NEW YORK (GenomeWeb) – A team led by researchers at the Swiss Federal Institute of Technology (ETH) Zurich have developed a mass spec workflow for profiling proteins at the complex level.
Described in a paper published this week in Molecular Systems Biology, the method uses a database searching approach analogous to those currently used for peptide-level proteomic analyses, allowing researchers to profile the protein complexes present in a sample in much the same way they have the individual peptides and proteins, said Ruedi Aebersold, a professor at ETH Zurich and senior author on the study.
Traditionally, proteomics has focused on identifying and quantifying proteins in isolation. In real biological systems, however, proteins frequently work as parts of larger complexes, and so to more thoroughly understand their function or dysfunction, scientists have increasingly turned their attention to the study of proteins as they interact with other proteins or molecules.
Researchers have used a variety of approaches to investigate protein-protein interactions, ranging from yeast two-hybrid experiments to affinity purification-mass spectrometry to proximity labeling. Such work has typically had a discovery bent to it, with the aim being to catalogue different molecules that interact with a given protein or set of proteins.
In their MSB study, Aebersold and his colleagues framed their work somewhat differently, aiming to develop an approach to examine known protein complexes in samples of interest and measure how they change in different kinds of samples and under different conditions.
The method combined size-exclusion chromatography with SWATH mass spec and a software package called CCprofiler that allows researchers to take their mass spec data and search it against existing databases of protein complexes to identify complexes in a given sample. In an analysis of HEK293 cells, the ETH team identified 462 proteins complexes composed of 2,127 proteins.
In size exclusion chromatography, the elution profile of an analyte is determined by its size, with larger particles eluting first and the smallest ones eluting last. This allows researchers to separate proteins and protein complexes by size, with proteins in large complexes coming off the column first, smaller complexes coming off after that, and unbound proteins coming off last. They can then take these fractions and analyze them by mass spec to identify the proteins present in each fraction, the idea being that proteins present in the same fraction are potential interactors.

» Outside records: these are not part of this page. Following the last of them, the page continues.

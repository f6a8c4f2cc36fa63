// Copyright (c) 2024 Xu Shaohua <shaohua@biofan.org>. All rights reserved.
// Use of this source is governed by Apache-2.0 License that can be found
// in the LICENSE file.

use codec::{
    ConnectAckPacket, ConnectReturnCode, EncodePacket, MqttPacket, ProtocolLevel, ReasonCode,
    V311, V5,
};
use std::sync::atomic::{AtomicUsize, Ordering};
use std::sync::Arc;
use std::time::Duration;

use luoshen::{Client, ConnectOptions, ErrorKind};

mod common;
use common::{ticks, MockLink};

fn test_options(level: ProtocolLevel) -> ConnectOptions {
    ConnectOptions::builder("broker.test", 1883)
        .client_id("c1")
        .protocol_level(level)
        .keep_alive(Duration::from_secs(30))
        .build()
        .unwrap()
}

fn connack_v5(session_present: bool, reason_code: ReasonCode) -> Vec<u8> {
    let mut packet = ConnectAckPacket::new(session_present);
    packet.set_reason_code(reason_code);
    let mut buf = Vec::new();
    packet.encode::<V5>(&mut buf).unwrap();
    buf
}

fn connack_v311(session_present: bool, return_code: ConnectReturnCode) -> Vec<u8> {
    let mut packet = ConnectAckPacket::new(session_present);
    packet.set_return_code(return_code);
    let mut buf = Vec::new();
    packet.encode::<V311>(&mut buf).unwrap();
    buf
}

#[test]
fn test_connect_connack_round_trip_v5() {
    let (link, transport) = MockLink::new();
    let client = Client::with_transport(test_options(ProtocolLevel::V5), transport);

    let handle = client.connect(true);
    ticks(&client, 3);

    // The CONNECT packet went out with the configured identity.
    let sent = link.take_sent();
    assert_eq!(sent.len(), 1);
    let MqttPacket::Connect(connect) = MqttPacket::parse::<V5>(&sent[0]).unwrap() else {
        panic!("expected CONNECT");
    };
    assert_eq!(connect.client_id(), "c1");
    assert!(connect.clean_session());
    assert_eq!(connect.keep_alive(), 30);
    assert!(connect.will().is_none());

    link.inject_packet(connack_v5(false, ReasonCode::Success));
    ticks(&client, 2);

    assert!(client.is_connected());
    assert!(handle.wait().is_ok());
}

#[test]
fn test_connect_event_carries_session_present() {
    let (link, transport) = MockLink::new();
    let client = Client::with_transport(test_options(ProtocolLevel::V5), transport);

    let events = Arc::new(AtomicUsize::new(0));
    let seen = Arc::clone(&events);
    let _handle = client.on_connect().add(move |event| {
        assert!(event.accepted);
        assert!(!event.session_present);
        seen.fetch_add(1, Ordering::SeqCst);
    });

    let connect = client.connect(true);
    ticks(&client, 3);
    link.inject_packet(connack_v5(false, ReasonCode::Success));
    ticks(&client, 2);

    assert!(connect.wait().is_ok());
    assert_eq!(events.load(Ordering::SeqCst), 1);
}

#[test]
fn test_broker_refusal() {
    let (link, transport) = MockLink::new();
    let client = Client::with_transport(test_options(ProtocolLevel::V311), transport);

    let handle = client.connect(true);
    ticks(&client, 3);
    link.inject_packet(connack_v311(false, ConnectReturnCode::NotAuthorized));
    ticks(&client, 2);

    let err = handle.wait().unwrap_err();
    assert_eq!(err.kind(), ErrorKind::BrokerRefused(5));
    assert!(!client.is_connected());
}

#[test]
fn test_version_fallback_redial() {
    let (link, transport) = MockLink::new();
    let client = Client::with_transport(test_options(ProtocolLevel::V5), transport);

    let handle = client.connect(true);
    ticks(&client, 3);

    let sent = link.take_sent();
    assert!(MqttPacket::parse::<V5>(&sent[0]).is_ok());

    // Refuse the protocol version: one redial at 3.1.1 is attempted.
    link.inject_packet(connack_v5(false, ReasonCode::UnsupportedProtocolVersion));
    ticks(&client, 4);

    let sent = link.take_sent();
    assert_eq!(sent.len(), 1);
    let MqttPacket::Connect(_connect) = MqttPacket::parse::<V311>(&sent[0]).unwrap() else {
        panic!("expected CONNECT at fallback version");
    };

    link.inject_packet(connack_v311(false, ConnectReturnCode::Accepted));
    ticks(&client, 2);
    assert!(client.is_connected());
    assert!(handle.wait().is_ok());
}

#[test]
fn test_handshake_timeout() {
    let (_link, transport) = MockLink::new();
    let options = ConnectOptions::builder("broker.test", 1883)
        .client_id("c1")
        .connect_timeout(Duration::from_millis(40))
        .handshake_timeout(Duration::from_millis(40))
        .build()
        .unwrap();
    let client = Client::with_transport(options, transport);

    let handle = client.connect(true);
    ticks(&client, 3);
    // No CONNACK ever arrives.
    std::thread::sleep(Duration::from_millis(120));
    ticks(&client, 2);

    let err = handle.wait().unwrap_err();
    assert_eq!(err.kind(), ErrorKind::HandshakeTimedOut);
    assert!(!client.is_connected());
}

#[test]
fn test_connect_while_connected_is_rejected() {
    let (link, transport) = MockLink::new();
    let client = Client::with_transport(test_options(ProtocolLevel::V5), transport);

    let first = client.connect(true);
    ticks(&client, 3);
    link.inject_packet(connack_v5(false, ReasonCode::Success));
    ticks(&client, 2);
    assert!(first.wait().is_ok());

    let second = client.connect(true);
    ticks(&client, 2);
    assert_eq!(second.wait().unwrap_err().kind(), ErrorKind::InvalidState);
}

Aebersold noted that researchers have for years used size-exclusion chromatography to study protein complexes but that the technique's usefulness has been limited by its relatively low resolution.
Each size-exclusion fraction can contain dozens to hundreds of proteins, he said, which means the chance is quite high that a given fraction will contain many proteins that eluted together despite not being in the same complex.

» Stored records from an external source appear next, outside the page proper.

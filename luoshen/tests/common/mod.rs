// Copyright (c) 2024 Xu Shaohua <shaohua@biofan.org>. All rights reserved.
// Use of this source is governed by Apache-2.0 License that can be found
// in the LICENSE file.

//! Scripted transport fixture for session scenario tests.

#![allow(dead_code)]

use std::collections::VecDeque;
use std::sync::{Arc, Mutex};
use std::time::Duration;

use luoshen::{Client, Error, ErrorKind, Transport, TransportEvent};

#[derive(Debug, Default)]
struct Shared {
    connected: bool,
    connect_requests: usize,
    fail_connect: bool,
    max_outbound: Option<usize>,
    events: VecDeque<TransportEvent>,
    sent: Vec<Vec<u8>>,
}

/// Test side handle of a [`MockTransport`] pair.
#[derive(Clone)]
pub struct MockLink {
    shared: Arc<Mutex<Shared>>,
}

pub struct MockTransport {
    shared: Arc<Mutex<Shared>>,
}

impl MockLink {
    /// Create a connected link/transport pair. Connect attempts succeed
    /// immediately.
    pub fn new() -> (Self, Box<dyn Transport>) {
        let shared = Arc::new(Mutex::new(Shared::default()));
        (
            Self {
                shared: Arc::clone(&shared),
            },
            Box::new(MockTransport { shared }),
        )
    }

    /// Deliver one framed broker packet to the client.
    pub fn inject_packet(&self, bytes: Vec<u8>) {
        self.shared
            .lock()
            .unwrap()
            .events
            .push_back(TransportEvent::Packet(bytes));
    }

    /// Sever the link as if the broker dropped the connection.
    pub fn drop_link(&self) {
        let mut shared = self.shared.lock().unwrap();
        shared.connected = false;
        shared.events.push_back(TransportEvent::Disconnected {
            reason: Some(Error::new(ErrorKind::TransportDropped, "link severed")),
        });
    }

    /// Make future connect attempts fail.
    pub fn fail_connects(&self, fail: bool) {
        self.shared.lock().unwrap().fail_connect = fail;
    }

    /// Cap the outbound queue so sends report backpressure.
    pub fn set_max_outbound(&self, bytes: usize) {
        self.shared.lock().unwrap().max_outbound = Some(bytes);
    }

    /// Take every packet the client has written so far.
    pub fn take_sent(&self) -> Vec<Vec<u8>> {
        std::mem::take(&mut self.shared.lock().unwrap().sent)
    }

    pub fn sent_count(&self) -> usize {
        self.shared.lock().unwrap().sent.len()
    }

    pub fn connect_requests(&self) -> usize {
        self.shared.lock().unwrap().connect_requests
    }
}

impl Transport for MockTransport {
    fn connect(&mut self) -> Result<(), Error> {
        let mut shared = self.shared.lock().unwrap();
        shared.connect_requests += 1;
        if shared.fail_connect {
            return Err(Error::new(ErrorKind::TransportRefused, "scripted failure"));
        }
        if !shared.connected {
            shared.connected = true;
            shared.events.push_back(TransportEvent::Connected);
        }
        Ok(())
    }

    fn send(&mut self, packet: &[u8]) -> Result<(), Error> {
        let mut shared = self.shared.lock().unwrap();
        if !shared.connected {
            return Err(Error::new(ErrorKind::InvalidState, "not connected"));
        }
        if let Some(max_outbound) = shared.max_outbound {
            if packet.len() > max_outbound {
                return Err(Error::new(
                    ErrorKind::BackpressureExceeded,
                    "outbound queue cap exceeded",
                ));
            }
        }
        shared.sent.push(packet.to_vec());
        Ok(())
    }

    fn close(&mut self, _code: i32, _reason: &str) {
        let mut shared = self.shared.lock().unwrap();
        if shared.connected {
            shared.connected = false;
            shared
                .events
                .push_back(TransportEvent::Disconnected { reason: None });
        }
    }

    fn is_connected(&self) -> bool {
        self.shared.lock().unwrap().connected
    }

    fn tick(&mut self) {}

    fn flush(&mut self) {}

    fn poll_event(&mut self) -> Option<TransportEvent> {
        self.shared.lock().unwrap().events.pop_front()
    }

    fn outbound_bytes(&self) -> usize {
        0
    }
}

/// Run `count` reactor rounds.
pub fn ticks(client: &Client, count: usize) {
    for _ in 0..count {
        client.tick();
    }
}

/// Tick until `predicate` holds or `rounds` rounds elapsed, sleeping
/// between rounds.
pub fn tick_until(client: &Client, rounds: usize, predicate: impl Fn() -> bool) -> bool {
    for _ in 0..rounds {
        client.tick();
        if predicate() {
            return true;
        }
        std::thread::sleep(Duration::from_millis(5));
    }
    false
}
// Copyright (c) 2024 Xu Shaohua <shaohua@biofan.org>. All rights reserved.
// Use of this source is governed by Apache-2.0 License that can be found
// in the LICENSE file.

use rand::distributions::Alphanumeric;
use rand::{thread_rng, Rng};

/// Maximum byte length of a length-prefixed UTF-8 string.
pub const MAX_STRING_LEN: usize = 0xffff;

#[derive(Debug, Clone, Copy, PartialEq, Eq)]
pub enum StringError {
    /// Length of string exceeds 65535 bytes.
    TooLong,

    /// String contains a disallowed code point.
    InvalidChar,

    /// Byte sequence is not well-formed UTF-8.
    InvalidUtf8,
}

/// Check rules of UTF-8 encoded strings in MQTT packets.
///
/// The character data in a UTF-8 Encoded String MUST be well-formed UTF-8
/// as defined by the Unicode specification and restated in RFC 3629.
/// In particular, the character data MUST NOT include encodings of code points
/// between U+D800 and U+DFFF [MQTT-1.5.4-1].
///
/// A UTF-8 Encoded String MUST NOT include an encoding of the null character
/// U+0000 [MQTT-1.5.4-2].
///
/// # Errors
///
/// Returns error if `s` is too long or contains null characters.
pub fn validate_utf8_string(s: &str) -> Result<(), StringError> {
    if s.len() > MAX_STRING_LEN {
        return Err(StringError::TooLong);
    }
    // Surrogate pairs cannot occur in a rust string, only the null
    // character needs an explicit check.
    if s.chars().any(|c| c == '\u{0000}') {
        return Err(StringError::InvalidChar);
    }
    Ok(())
}

/// Convert byte slice into an owned string, checking MQTT string rules.
///
/// # Errors
///
/// Returns error if `bytes` is not a valid UTF-8 string.
pub fn to_utf8_string(bytes: &[u8]) -> Result<String, StringError> {
    let s = String::from_utf8(bytes.to_vec()).map_err(|_| StringError::InvalidUtf8)?;
    validate_utf8_string(&s)?;
    Ok(s)
}

/// Generate a random alphanumeric string with `len` characters.
#[must_use]
pub fn random_string(len: usize) -> String {
    thread_rng()
        .sample_iter(&Alphanumeric)
        .take(len)
        .map(char::from)
        .collect()
}

/// Check rules of client identifiers.
///
/// The Server MUST allow ClientIds which are between 1 and 23 UTF-8 encoded
/// bytes in length, and that contain only the characters
/// "0123456789abcdefghijklmnopqrstuvwxyzABCDEFGHIJKLMNOPQRSTUVWXYZ"
/// [MQTT-3.1.3-5]. The Server MAY allow more than that, so only obviously
/// broken identifiers are rejected here.
///
/// # Errors
///
/// Returns error if `client_id` is an invalid string.
pub fn validate_client_id(client_id: &str) -> Result<(), StringError> {
    validate_utf8_string(client_id)
}

#[cfg(test)]
mod tests {
    use super::*;

    #[test]
    fn test_validate_utf8_string() {
        assert!(validate_utf8_string("hello").is_ok());
        assert!(validate_utf8_string("").is_ok());
        assert!(validate_utf8_string("with\u{0000}null").is_err());
    }

    #[test]
    fn test_random_string() {
        let s = random_string(8);
        assert_eq!(s.len(), 8);
        assert!(s.chars().all(|c| c.is_ascii_alphanumeric()));
    }
}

To address this challenge, the researchers developed the CCprofiler software, which considers co-eluting proteins in the context of existing protein-complex databases and scores how likely such proteins are to exist in a complex.

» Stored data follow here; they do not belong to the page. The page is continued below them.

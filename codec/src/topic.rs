// Copyright (c) 2024 Xu Shaohua <shaohua@biofan.org>. All rights reserved.
// Use of this source is governed by Apache-2.0 License that can be found
// in the LICENSE file.

//! Topic names, topic filters and wildcard matching.

use std::fmt;

use crate::base::{DecodeData, EncodeData};
use crate::utils::validate_utf8_string;
use crate::{ByteArray, DecodeError, EncodeError, StringData};

#[derive(Debug, Clone, Copy, PartialEq, Eq)]
pub enum TopicError {
    /// Topic string contains no character.
    EmptyTopic,

    /// Topic string is longer than 65535 bytes or invalid UTF-8.
    InvalidString,

    /// Topic name contains wildcard characters.
    WildcardInTopicName,

    /// Wildcard characters are misplaced in topic filter.
    InvalidWildcard,
}

impl From<TopicError> for DecodeError {
    fn from(_e: TopicError) -> Self {
        Self::InvalidTopic
    }
}

impl From<TopicError> for EncodeError {
    fn from(_e: TopicError) -> Self {
        Self::InvalidTopic
    }
}

/// Topic name in PUBLISH packets.
///
/// The Topic Name MUST be present as the first field in the PUBLISH packet
/// Variable Header, and MUST NOT contain wildcard characters [MQTT-3.3.2-2].
#[derive(Debug, Default, Clone, PartialEq, Eq, Hash)]
pub struct PubTopic(String);

impl PubTopic {
    /// Create a new topic name after validation.
    ///
    /// # Errors
    ///
    /// Returns error if `topic` is empty, too long or contains wildcards.
    pub fn new(topic: &str) -> Result<Self, TopicError> {
        if topic.is_empty() {
            return Err(TopicError::EmptyTopic);
        }
        validate_utf8_string(topic).map_err(|_| TopicError::InvalidString)?;
        if topic.contains(['+', '#']) {
            return Err(TopicError::WildcardInTopicName);
        }
        Ok(Self(topic.to_string()))
    }

    /// Get byte length in packet, including the length prefix.
    #[must_use]
    pub fn bytes(&self) -> usize {
        2 + self.0.len()
    }

    /// Get length of inner string.
    #[must_use]
    pub fn len(&self) -> usize {
        self.0.len()
    }

    /// Returns true if topic string is empty.
    #[must_use]
    pub fn is_empty(&self) -> bool {
        self.0.is_empty()
    }
}

impl AsRef<str> for PubTopic {
    fn as_ref(&self) -> &str {
        &self.0
    }
}

impl fmt::Display for PubTopic {
    fn fmt(&self, f: &mut fmt::Formatter) -> fmt::Result {
        write!(f, "{}", self.0)
    }
}

impl DecodeData for PubTopic {
    fn decode(ba: &mut ByteArray) -> Result<Self, DecodeError> {
        let s = StringData::decode(ba)?;
        Self::new(s.as_ref()).map_err(DecodeError::from)
    }
}

impl EncodeData for PubTopic {
    fn encode(&self, buf: &mut Vec<u8>) -> Result<usize, EncodeError> {
        let s = StringData::from(&self.0).map_err(EncodeError::from)?;
        s.encode(buf)
    }
}

/// One level in a topic filter.
#[derive(Debug, Clone, PartialEq, Eq, Hash)]
enum FilterPart {
    /// Literal level string, may be empty.
    Str(String),

    /// `+` character, matches exactly one level.
    SingleWildcard,

    /// `#` character, matches any number of trailing levels.
    MultiWildcard,
}

/// Topic filter in SUBSCRIBE and UNSUBSCRIBE packets.
///
/// The single-level wildcard `+` matches exactly one topic level and can be
/// used at any level in the Topic Filter; the multi-level wildcard `#`
/// matches any number of levels and MUST be the last character of the
/// Topic Filter [MQTT-4.7.1-2].
///
/// Topics beginning with `$` are not matched by filters starting with a
/// wildcard character [MQTT-4.7.2-1].
#[derive(Debug, Default, Clone, PartialEq, Eq, Hash)]
pub struct SubTopic {
    filter: String,
    parts: Vec<FilterPart>,
}

impl SubTopic {
    /// Parse and validate a topic filter.
    ///
    /// # Errors
    ///
    /// Returns error if `filter` is empty, too long, or has misplaced
    /// wildcard characters.
    pub fn parse(filter: &str) -> Result<Self, TopicError> {
        if filter.is_empty() {
            return Err(TopicError::EmptyTopic);
        }
        validate_utf8_string(filter).map_err(|_| TopicError::InvalidString)?;

        let levels: Vec<&str> = filter.split('/').collect();
        let last = levels.len() - 1;
        let mut parts = Vec::with_capacity(levels.len());
        for (index, level) in levels.iter().enumerate() {
            let part = match *level {
                "+" => FilterPart::SingleWildcard,
                "#" => {
                    if index != last {
                        return Err(TopicError::InvalidWildcard);
                    }
                    FilterPart::MultiWildcard
                }
                s => {
                    // `+` and `#` may only occupy an entire level.
                    if s.contains(['+', '#']) {
                        return Err(TopicError::InvalidWildcard);
                    }
                    FilterPart::Str(s.to_string())
                }
            };
            parts.push(part);
        }

        Ok(Self {
            filter: filter.to_string(),
            parts,
        })
    }

    /// Get the filter string.
    #[must_use]
    pub fn filter(&self) -> &str {
        &self.filter
    }

    /// Get byte length in packet, including the length prefix.
    #[must_use]
    pub fn bytes(&self) -> usize {
        2 + self.filter.len()
    }

    /// Returns true if this filter contains wildcard characters.
    #[must_use]
    pub fn has_wildcard(&self) -> bool {
        self.parts
            .iter()
            .any(|p| !matches!(p, FilterPart::Str(_)))
    }

    /// Check whether `topic` matches this filter.
    #[must_use]
    pub fn is_match(&self, topic: &str) -> bool {
        if topic.is_empty() {
            return false;
        }

        // The Server MUST NOT match Topic Filters starting with a wildcard
        // character with Topic Names beginning with a $ character
        // [MQTT-4.7.2-1].
        if topic.starts_with('$')
            && matches!(
                self.parts.first(),
                Some(FilterPart::SingleWildcard | FilterPart::MultiWildcard)
            )
        {
            return false;
        }

        let levels: Vec<&str> = topic.split('/').collect();
        let mut level_index = 0;
        for part in &self.parts {
            match part {
                FilterPart::MultiWildcard => {
                    // `#` also matches the parent level, "sport/#" matches
                    // "sport" [MQTT-4.7.1-2].
                    return true;
                }
                FilterPart::SingleWildcard => {
                    if level_index >= levels.len() || levels[level_index].is_empty() {
                        return false;
                    }
                    level_index += 1;
                }
                FilterPart::Str(s) => {
                    if level_index >= levels.len() || levels[level_index] != s {
                        return false;
                    }
                    level_index += 1;
                }
            }
        }

        level_index == levels.len()
    }
}

impl AsRef<str> for SubTopic {
    fn as_ref(&self) -> &str {
        &self.filter
    }
}

impl fmt::Display for SubTopic {
    fn fmt(&self, f: &mut fmt::Formatter) -> fmt::Result {
        write!(f, "{}", self.filter)
    }
}

impl DecodeData for SubTopic {
    fn decode(ba: &mut ByteArray) -> Result<Self, DecodeError> {
        let s = StringData::decode(ba)?;
        Self::parse(s.as_ref()).map_err(DecodeError::from)
    }
}

impl EncodeData for SubTopic {
    fn encode(&self, buf: &mut Vec<u8>) -> Result<usize, EncodeError> {
        let s = StringData::from(&self.filter).map_err(EncodeError::from)?;
        s.encode(buf)
    }
}

#[cfg(test)]
mod tests {
    use super::*;

    #[test]
    fn test_pub_topic() {
        assert!(PubTopic::new("a/b/c").is_ok());
        assert!(PubTopic::new("").is_err());
        assert!(PubTopic::new("a/+/c").is_err());
        assert!(PubTopic::new("a/#").is_err());
    }

    #[test]
    fn test_sub_topic_parse() {
        assert!(SubTopic::parse("a/b/c").is_ok());
        assert!(SubTopic::parse("a/+/c").is_ok());
        assert!(SubTopic::parse("#").is_ok());
        assert!(SubTopic::parse("a/#").is_ok());
        assert!(SubTopic::parse("").is_err());
        assert!(SubTopic::parse("a/#/c").is_err());
        assert!(SubTopic::parse("a/b#").is_err());
        assert!(SubTopic::parse("a/b+/c").is_err());
    }

    #[test]
    fn test_single_wildcard_match() {
        let filter = SubTopic::parse("home/+/temp").unwrap();
        assert!(filter.is_match("home/kitchen/temp"));
        assert!(!filter.is_match("home/kitchen/living/temp"));
        assert!(!filter.is_match("home/temp"));

        let filter = SubTopic::parse("+").unwrap();
        assert!(filter.is_match("abc"));
        assert!(!filter.is_match("a/b"));
    }

    #[test]
    fn test_multi_wildcard_match() {
        let filter = SubTopic::parse("sport/#").unwrap();
        assert!(filter.is_match("sport"));
        assert!(filter.is_match("sport/tennis"));
        assert!(filter.is_match("sport/tennis/player1"));
        assert!(!filter.is_match("other"));

        let filter = SubTopic::parse("#").unwrap();
        assert!(filter.is_match("a"));
        assert!(filter.is_match("a/b/c"));
    }

    #[test]
    fn test_dollar_topics() {
        let filter = SubTopic::parse("#").unwrap();
        assert!(!filter.is_match("$SYS/uptime"));

        let filter = SubTopic::parse("+/uptime").unwrap();
        assert!(!filter.is_match("$SYS/uptime"));

        let filter = SubTopic::parse("$SYS/#").unwrap();
        assert!(filter.is_match("$SYS/uptime"));
    }

    #[test]
    fn test_exact_match() {
        let filter = SubTopic::parse("a/b").unwrap();
        assert!(filter.is_match("a/b"));
        assert!(!filter.is_match("a/b/c"));
        assert!(!filter.is_match("a"));
    }
}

"We basically do a targeted search and say that if [for example] three proteins are known [based on previous studies] to interact, then if they co-elute precisely with certain properties, then we have evidence for this complex," Aebersold said. "So rather than trying to discover all the complexes by co-elution, which doesn't really work, we test the hypothesis that a complex that we know to exist is present based on signals in a sample."
The scoring algorithm is based on the same methods used to score targeted proteomic data, he said.
"We can use the same algorithms we use for quantitative DIA [mass spec], except we don't score transitions and ion fragments, we score peptides and proteins," he said. "So we are changing [protein complex work] from the discovery mode to a hypothesis testing mode."
In part because of the high reproducibility of DIA mass spec data, the approach is "nicely quantitative," Aebersold said, which he noted will allow researchers to do differential analyses looking at how the presence or abundance of protein complexes change across sample types or in response to different perturbations.
He and his colleagues did not present this sort of work in the MSB paper, but he said that they have since used the approach to look at changes in protein complexes under various conditions including disease states and in response to different genetic splice forms.
"If you had, say, [two different] splice forms of the same gene, they could potentially participate in the same complex and therefore carry out basically the same function, or they could become part of entirely different complex where one would therefore conclude they carried out a different biochemical function," Aebersold said. "So this is one of the things we are looking at right now."
In the study the researchers used the CORUM, BioPlex, and STRING protein complex databases, which contain data on, respectively, 1,753, 23,744, and 383,626 protein complexes (CORUM) or protein interactions (BioPlex and STRING). Aebersold said he has no plans to develop a separate database specifically for CCprofile analyses, noting that the existing resources "are already quite rich and keep becoming richer and richer."
Currently, he said, the data his team is generating is able to assess changes in a sample at the protein-complex level qualitatively and quantitatively on about 500 to 600 complexes at a time.
"Of course that doesn't account for all [of a cell's protein complexes], but it allows [researchers] to get a nice overview at the level of several hundred complexes as to how the cellular proteome organizes and reorganizes."